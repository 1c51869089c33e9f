//! Inspection and mutation of the virtual IP on the local host.
//!
//! The production backend shells out to iproute2 for queries and changes
//! and to iputils `arping` for duplicate address detection.

use crate::types::{CommandPaths, ProbeConfig, VipConfig};
use async_trait::async_trait;
use common::{Error, Result};
use std::net::IpAddr;
use std::process::Output;
use std::sync::Arc;
use std::time::Duration;
use tokio::process::Command;
use tokio::time::timeout;
use tracing::{debug, info, warn};

#[cfg(test)]
use mockall::automock;

/// iproute2 exit status for "object exists" / "cannot assign" style errors
const IP_EXIT_STATE_CONFLICT: i32 = 2;

/// arping -D exit status when another host answered for the address
const ARPING_EXIT_DUPLICATE: i32 = 1;

/// Allowance for arping to exit after its own deadline
const PROBE_GRACE: Duration = Duration::from_millis(500);

/// Result of a successful address change
#[derive(Debug, Clone, Copy, PartialEq, Eq)]
pub enum ChangeOutcome {
    /// The change was made
    Applied,
    /// Nothing to do, the address was already in the requested state
    AlreadyInState,
}

/// Local address operations for one interface/address pair.
///
/// Changes are not safe to issue concurrently for the same pair; callers
/// must serialize them.
#[cfg_attr(test, automock)]
#[async_trait]
pub trait AddressBackend: Send + Sync {
    /// Whether the interface currently carries the address
    async fn query(&self) -> Result<bool>;

    /// Add the address to the interface
    async fn configure(&self) -> Result<ChangeOutcome>;

    /// Remove the address from the interface
    async fn deconfigure(&self) -> Result<ChangeOutcome>;

    /// Whether another host already answers for the address.
    ///
    /// Inconclusive probes report `false`.
    async fn probe_duplicate(&self) -> bool;
}

#[derive(Debug, Clone, Copy, PartialEq, Eq)]
enum Action {
    Add,
    Delete,
}

impl Action {
    fn verb(self) -> &'static str {
        match self {
            Action::Add => "add",
            Action::Delete => "delete",
        }
    }

    /// Whether the address is present once the action has taken effect
    fn target_present(self) -> bool {
        matches!(self, Action::Add)
    }
}

/// Address backend driving iproute2 and arping
pub struct IpRoute2 {
    vip: Arc<VipConfig>,
    commands: CommandPaths,
    probe: ProbeConfig,
}

impl IpRoute2 {
    /// Create a new backend
    ///
    /// # Arguments
    /// * `vip` - Address and interface to manage
    /// * `commands` - Locations of `ip` and `arping`
    /// * `probe` - Duplicate address probe settings
    pub fn new(vip: Arc<VipConfig>, commands: CommandPaths, probe: ProbeConfig) -> Self {
        Self {
            vip,
            commands,
            probe,
        }
    }

    async fn run_ip(&self, args: &[&str]) -> Result<Output> {
        Command::new(&self.commands.ip)
            .args(args)
            .output()
            .await
            .map_err(|e| {
                Error::address(format!(
                    "Failed to run {} {}: {}",
                    self.commands.ip.display(),
                    args.join(" "),
                    e
                ))
            })
    }

    async fn change(&self, action: Action) -> Result<ChangeOutcome> {
        let cidr = self.vip.cidr();
        let output = self
            .run_ip(&["addr", action.verb(), &cidr, "dev", &self.vip.interface])
            .await?;

        if output.status.success() {
            return Ok(ChangeOutcome::Applied);
        }

        let stderr = String::from_utf8_lossy(&output.stderr);
        let stderr = stderr.trim();

        if output.status.code() == Some(IP_EXIT_STATE_CONFLICT) {
            // Exit 2 also covers a missing device, so confirm by reading back.
            let present = self.query().await?;
            if present == action.target_present() {
                debug!(
                    action = action.verb(),
                    cidr = %cidr,
                    interface = %self.vip.interface,
                    "Address already in requested state"
                );
                return Ok(ChangeOutcome::AlreadyInState);
            }
        }

        Err(Error::address(format!(
            "ip addr {} {} dev {} failed ({}): {}",
            action.verb(),
            cidr,
            self.vip.interface,
            output.status,
            stderr
        )))
    }
}

#[async_trait]
impl AddressBackend for IpRoute2 {
    async fn query(&self) -> Result<bool> {
        let output = self.run_ip(&["addr", "show", &self.vip.interface]).await?;
        if !output.status.success() {
            return Err(Error::address(format!(
                "ip addr show {} failed ({}): {}",
                self.vip.interface,
                output.status,
                String::from_utf8_lossy(&output.stderr).trim()
            )));
        }

        Ok(address_listed(
            &String::from_utf8_lossy(&output.stdout),
            &self.vip.cidr(),
        ))
    }

    async fn configure(&self) -> Result<ChangeOutcome> {
        info!(cidr = %self.vip.cidr(), interface = %self.vip.interface, "Configuring address");
        self.change(Action::Add).await
    }

    async fn deconfigure(&self) -> Result<ChangeOutcome> {
        info!(cidr = %self.vip.cidr(), interface = %self.vip.interface, "Removing address");
        self.change(Action::Delete).await
    }

    async fn probe_duplicate(&self) -> bool {
        if !self.probe.enabled {
            return false;
        }

        let IpAddr::V4(address) = self.vip.address else {
            debug!("Duplicate probe skipped for IPv6 address");
            return false;
        };

        let count = self.probe.count.to_string();
        let deadline = self.probe.timeout.as_secs().max(1).to_string();
        let address = address.to_string();
        let mut command = Command::new(&self.commands.arping);
        command
            .args(["-D", "-c", &count, "-q", "-w", &deadline])
            .args(["-I", &self.vip.interface, &address])
            .kill_on_drop(true);

        match timeout(self.probe.timeout + PROBE_GRACE, command.status()).await {
            Ok(Ok(status)) if status.code() == Some(ARPING_EXIT_DUPLICATE) => {
                warn!(address = %address, interface = %self.vip.interface, "Another host answers for the address");
                true
            }
            Ok(Ok(status)) => {
                debug!(address = %address, status = %status, "No duplicate address detected");
                false
            }
            Ok(Err(e)) => {
                warn!(error = %e, "Failed to run duplicate address probe, assuming no duplicate");
                false
            }
            Err(_) => {
                warn!(address = %address, "Duplicate address probe timed out, assuming no duplicate");
                false
            }
        }
    }
}

/// Whether an `ip addr show` listing carries exactly `cidr`.
pub fn address_listed(listing: &str, cidr: &str) -> bool {
    listing.lines().any(|line| {
        let mut fields = line.split_whitespace();
        matches!(fields.next(), Some("inet") | Some("inet6")) && fields.next() == Some(cidr)
    })
}
//! Convergence loop for the virtual IP.
//!
//! Compares the live address state with the desired state and issues
//! configure/deconfigure calls until they agree, then sleeps until the
//! coordinator wakes it. Only one loop may run per interface/address pair.

use crate::address::{AddressBackend, ChangeOutcome};
use std::sync::Arc;
use tokio::sync::watch;
use tokio_util::sync::CancellationToken;
use tracing::{debug, info, warn};

/// Counters collected over a reconciler's lifetime
#[derive(Debug, Clone, Copy, Default, PartialEq, Eq)]
pub struct ReconcileStats {
    /// Loop iterations
    pub passes: u64,

    /// Configure attempts
    pub configures: u64,

    /// Deconfigure attempts, including the final release
    pub deconfigures: u64,

    /// Failed queries and changes, and claims deferred by the duplicate probe
    pub failures: u64,
}

/// Single sequential reconciliation loop
pub struct Reconciler {
    backend: Arc<dyn AddressBackend>,
    desired: watch::Receiver<bool>,
    cancel: CancellationToken,
    stats: ReconcileStats,
}

impl Reconciler {
    pub(crate) fn new(
        backend: Arc<dyn AddressBackend>,
        desired: watch::Receiver<bool>,
        cancel: CancellationToken,
    ) -> Self {
        Self {
            backend,
            desired,
            cancel,
            stats: ReconcileStats::default(),
        }
    }

    /// Run until cancelled, then release the address once.
    pub async fn run(mut self) -> ReconcileStats {
        info!("Reconciler started");

        loop {
            // No new claims once shutdown has begun.
            if self.cancel.is_cancelled() {
                break;
            }
            self.stats.passes += 1;

            // Actual state is never carried over from a previous pass.
            let actual = match self.backend.query().await {
                Ok(actual) => Some(actual),
                Err(e) => {
                    warn!(error = %e, "Failed to query address state");
                    self.stats.failures += 1;
                    None
                }
            };
            let desired = *self.desired.borrow_and_update();

            if let Some(actual) = actual {
                debug!(actual, desired, "Address state");

                if actual != desired {
                    let changed = if desired {
                        self.claim().await
                    } else {
                        self.release().await
                    };
                    if changed {
                        continue;
                    }
                }
            }

            if self.wait().await {
                break;
            }
        }

        info!("Reconciler cancelled, releasing address");
        self.release().await;

        info!(
            passes = self.stats.passes,
            configures = self.stats.configures,
            deconfigures = self.stats.deconfigures,
            failures = self.stats.failures,
            "Reconciler stopped"
        );
        self.stats
    }

    /// Block until the coordinator wakes us. Returns true on cancellation.
    async fn wait(&mut self) -> bool {
        tokio::select! {
            changed = self.desired.changed() => {
                if changed.is_err() {
                    // Coordinator is gone; nothing can wake us again.
                    return true;
                }
            }
            _ = self.cancel.cancelled() => {}
        }
        self.cancel.is_cancelled()
    }

    /// Add the address unless another host already answers for it.
    async fn claim(&mut self) -> bool {
        if self.backend.probe_duplicate().await {
            warn!("Address is in use by another host, deferring claim");
            self.stats.failures += 1;
            return false;
        }

        self.stats.configures += 1;
        match self.backend.configure().await {
            Ok(outcome) => {
                log_outcome("configure", outcome);
                true
            }
            Err(e) => {
                warn!(error = %e, "Failed to configure address, retrying on next wake");
                self.stats.failures += 1;
                false
            }
        }
    }

    async fn release(&mut self) -> bool {
        self.stats.deconfigures += 1;
        match self.backend.deconfigure().await {
            Ok(outcome) => {
                log_outcome("deconfigure", outcome);
                true
            }
            Err(e) => {
                warn!(error = %e, "Failed to remove address, retrying on next wake");
                self.stats.failures += 1;
                false
            }
        }
    }
}

fn log_outcome(action: &str, outcome: ChangeOutcome) {
    match outcome {
        ChangeOutcome::Applied => info!(action, "Address change applied"),
        ChangeOutcome::AlreadyInState => info!(action, "Address already in requested state"),
    }
}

----

Search the listing above for "fields" and copy every line that has it.

        let mut fields = line.split_whitespace();
        matches!(fields.next(), Some("inet") | Some("inet6")) && fields.next() == Some(cidr)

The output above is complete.